Сидевший на стреме Кайман оторвал от планша глаза, какое-то время непонимающе смотрел на меня. Видимо, с трудом переключался от виртуалки к действительности. Наконец до него дошло, что перед ним не привидение, не монстр экранный, а вполне оживший питомец Ковчега, и толстые губы его резиново пошли растягиваться.

— Кустанай!.. Кустанище! — он качнулся ко мне, распахивая ручищи. Так обнял — чуть не раздавил. — Во фазенда-то обрадуется!

— Тихо, тихо, задушишь, лосяра! — я кое-как освободился от его хватки. — Где народ-то?

— В хате, есесно. Практически все наши. Шушукаются о секретном.

— Викасик там же?

— Ну так. Сейчас крикну им…

— Не надо. Я сам — тихонечко.

Кайман гыгыкнул:

— Ага, навроде сюрприза?

— Ну, — я не удержался и потрепал его за щеку. — Ух, ты мой Кайманище! Даже не знал, что соскучусь по тебе.

— Тут это… Все тебя вспоминали. Мятыша-то второй день тискают. Он уже кулаками отбивается. Мне вон — губу разбил.

— Да, это он может.

— Но. Кулачонки-то крепкие. Я специально проверил, — не хуже прежних отросли.

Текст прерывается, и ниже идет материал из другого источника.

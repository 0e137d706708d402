use std::fmt;

use strata_derive::BinaryOperator;

use crate::{
    dialect::Dialect,
    writer::{FormatContext, FormatWriter},
};

use super::Expr;

#[derive(Debug, Clone)]
pub(crate) struct BinaryCondition {
    pub(crate) lhs: Expr,
    pub(crate) operator: Operator,
    pub(crate) rhs: Expr,
}

impl FormatWriter for BinaryCondition {
    fn format_writer<W: fmt::Write>(&self, context: &mut FormatContext<'_, W>) -> fmt::Result {
        self.lhs.format_writer(context)?;
        context.writer.write_char(' ')?;
        self.operator.format_writer(context)?;
        context.writer.write_char(' ')?;
        self.rhs.format_writer(context)
    }
}

/// Comparison operators, each one gets a `where_<op>` and `or_where_<op>`
/// method on [`BinaryFilter`](crate::BinaryFilter).
#[derive(Debug, Clone, Copy, PartialEq, Eq, BinaryOperator)]
#[operator(filter = "BinaryFilter")]
pub enum Operator {
    Eq,
    NotEq,
    Lt,
    Lte,
    Gt,
    Gte,
    Like,
    NotLike,
    Ilike,
    NotIlike,
}

impl FormatWriter for Operator {
    fn format_writer<W: fmt::Write>(&self, context: &mut FormatContext<'_, W>) -> fmt::Result {
        match self {
            Operator::Eq => context.writer.write_char('='),
            Operator::NotEq => context.writer.write_str("!="),
            Operator::Lt => context.writer.write_char('<'),
            Operator::Lte => context.writer.write_str("<="),
            Operator::Gt => context.writer.write_char('>'),
            Operator::Gte => context.writer.write_str(">="),
            Operator::Like => match context.dialect {
                Dialect::Postgres | Dialect::Sqlite => context.writer.write_str("like"),
                Dialect::MySql => context.writer.write_str("like binary"),
            },
            Operator::NotLike => match context.dialect {
                Dialect::Postgres | Dialect::Sqlite => context.writer.write_str("not like"),
                Dialect::MySql => context.writer.write_str("not like binary"),
            },
            Operator::Ilike => match context.dialect {
                Dialect::Postgres => context.writer.write_str("ilike"),
                Dialect::MySql | Dialect::Sqlite => context.writer.write_str("like"),
            },
            Operator::NotIlike => match context.dialect {
                Dialect::Postgres => context.writer.write_str("not ilike"),
                Dialect::MySql | Dialect::Sqlite => context.writer.write_str("not like"),
            },
        }
    }
}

— Должна же наука хоть что-то полезное делать. — Я покачал головой. — Леталки-то эти давно появились?

— Ты про шары?

— Ага, запер тут один в чуланчике.

— Да их тут прорва поначалу летала. И в классах зависали, и в столовке — везде. Как вас в больничку определили, так их и понавезли. Такой шухер стоял, ты не поверишь. Еще и штатские повсюду лазили. Спальни шерстили, простыни с одеждой трясли. Натуральный шмон!